### DIRECTIONS FOR THIS TASK
Copy out the listing that follows in its entirety, keeping it exactly the same.
----
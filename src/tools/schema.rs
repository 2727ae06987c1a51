//! Schema introspection tools for the table dialect.
//!
//! This module implements `list_tables` and `describe_table`. Neither tool
//! accepts raw SQL; both issue fixed statements through [`SchemaInspector`].

use crate::db::SchemaInspector;
use crate::error::DbResult;
use crate::models::TableColumn;
use schemars::JsonSchema;
use serde::{Deserialize, Serialize};
use tracing::info;

/// Output from the list_tables tool.
#[derive(Debug, Clone, Serialize, JsonSchema)]
pub struct ListTablesOutput {
    /// Table names in the configured database
    pub tables: Vec<String>,
    /// Number of tables returned
    pub count: usize,
}

/// Input for the describe_table tool.
#[derive(Debug, Clone, Deserialize, JsonSchema)]
pub struct DescribeTableInput {
    /// Name of the table to describe, optionally qualified as database.table
    pub table_name: String,
}

/// Output from the describe_table tool.
#[derive(Debug, Clone, Serialize, JsonSchema)]
pub struct DescribeTableOutput {
    pub table_name: String,
    /// Columns in declaration order
    pub columns: Vec<TableColumn>,
    pub count: usize,
}

/// Handler for schema tools.
#[derive(Debug, Clone)]
pub struct SchemaToolHandler {
    inspector: SchemaInspector,
}

impl SchemaToolHandler {
    pub fn new(inspector: SchemaInspector) -> Self {
        Self { inspector }
    }

    pub async fn list_tables(&self) -> DbResult<ListTablesOutput> {
        let tables = self.inspector.list_tables().await?;
        info!(count = tables.len(), "Listed tables");

        Ok(ListTablesOutput {
            count: tables.len(),
            tables,
        })
    }

    pub async fn describe_table(&self, input: DescribeTableInput) -> DbResult<DescribeTableOutput> {
        let columns = self.inspector.describe_table(&input.table_name).await?;
        info!(table = %input.table_name, columns = columns.len(), "Described table");

        Ok(DescribeTableOutput {
            table_name: input.table_name,
            count: columns.len(),
            columns,
        })
    }
}
//! MCP tool implementations.
//!
//! This module contains the IoTDB tool handlers:
//! - `query`: metadata_query / select_query (tree) and read_query (table)
//! - `schema`: list_tables and describe_table (table)
//! - `export`: export_query (tree) and export_table_query (table)
//! - `format`: inline rendering of query results
//! - `sql_validator`: statement validation for read-only enforcement

pub mod export;
pub mod format;
pub mod query;
pub mod schema;
pub mod sql_validator;

pub use export::{ExportInput, ExportPipeline};
pub use format::OutputFormat;
pub use query::{QueryInput, QueryOutput, QueryToolHandler};
pub use schema::{DescribeTableInput, DescribeTableOutput, ListTablesOutput, SchemaToolHandler};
----
### TASK RESULT
filename src/tools/schema.rs
repository 2727ae06987c1a51
//! Schema introspection tools for the table dialect.
//!
//! This module implements `list_tables` and `describe_table`. Neither tool
//! accepts raw SQL; both issue fixed statements through [`SchemaInspector`].

use crate::db::SchemaInspector;
use crate::error::DbResult;
use crate::models::TableColumn;
use schemars::JsonSchema;
use serde::{Deserialize, Serialize};
use tracing::info;

/// Output from the list_tables tool.
#[derive(Debug, Clone, Serialize, JsonSchema)]
pub struct ListTablesOutput {
    /// Table names in the configured database
    pub tables: Vec<String>,
    /// Number of tables returned
    pub count: usize,
}

/// Input for the describe_table tool.
#[derive(Debug, Clone, Deserialize, JsonSchema)]
pub struct DescribeTableInput {
    /// Name of the table to describe, optionally qualified as database.table
    pub table_name: String,
}

/// Output from the describe_table tool.
#[derive(Debug, Clone, Serialize, JsonSchema)]
pub struct DescribeTableOutput {
    pub table_name: String,
    /// Columns in declaration order
    pub columns: Vec<TableColumn>,
    pub count: usize,
}

/// Handler for schema tools.
#[derive(Debug, Clone)]
pub struct SchemaToolHandler {
    inspector: SchemaInspector,
}

impl SchemaToolHandler {
    pub fn new(inspector: SchemaInspector) -> Self {
        Self { inspector }
    }

    pub async fn list_tables(&self) -> DbResult<ListTablesOutput> {
        let tables = self.inspector.list_tables().await?;
        info!(count = tables.len(), "Listed tables");

        Ok(ListTablesOutput {
            count: tables.len(),
            tables,
        })
    }

    pub async fn describe_table(&self, input: DescribeTableInput) -> DbResult<DescribeTableOutput> {
        let columns = self.inspector.describe_table(&input.table_name).await?;
        info!(table = %input.table_name, columns = columns.len(), "Described table");

        Ok(DescribeTableOutput {
            table_name: input.table_name,
            count: columns.len(),
            columns,
        })
    }
}
//! MCP tool implementations.
//!
//! This module contains the IoTDB tool handlers:
//! - `query`: metadata_query / select_query (tree) and read_query (table)
//! - `schema`: list_tables and describe_table (table)
//! - `export`: export_query (tree) and export_table_query (table)
//! - `format`: inline rendering of query results
//! - `sql_validator`: statement validation for read-only enforcement

pub mod export;
pub mod format;
pub mod query;
pub mod schema;
pub mod sql_validator;

pub use export::{ExportInput, ExportPipeline};
pub use format::OutputFormat;
pub use query::{QueryInput, QueryOutput, QueryToolHandler};
pub use schema::{DescribeTableInput, DescribeTableOutput, ListTablesOutput, SchemaToolHandler};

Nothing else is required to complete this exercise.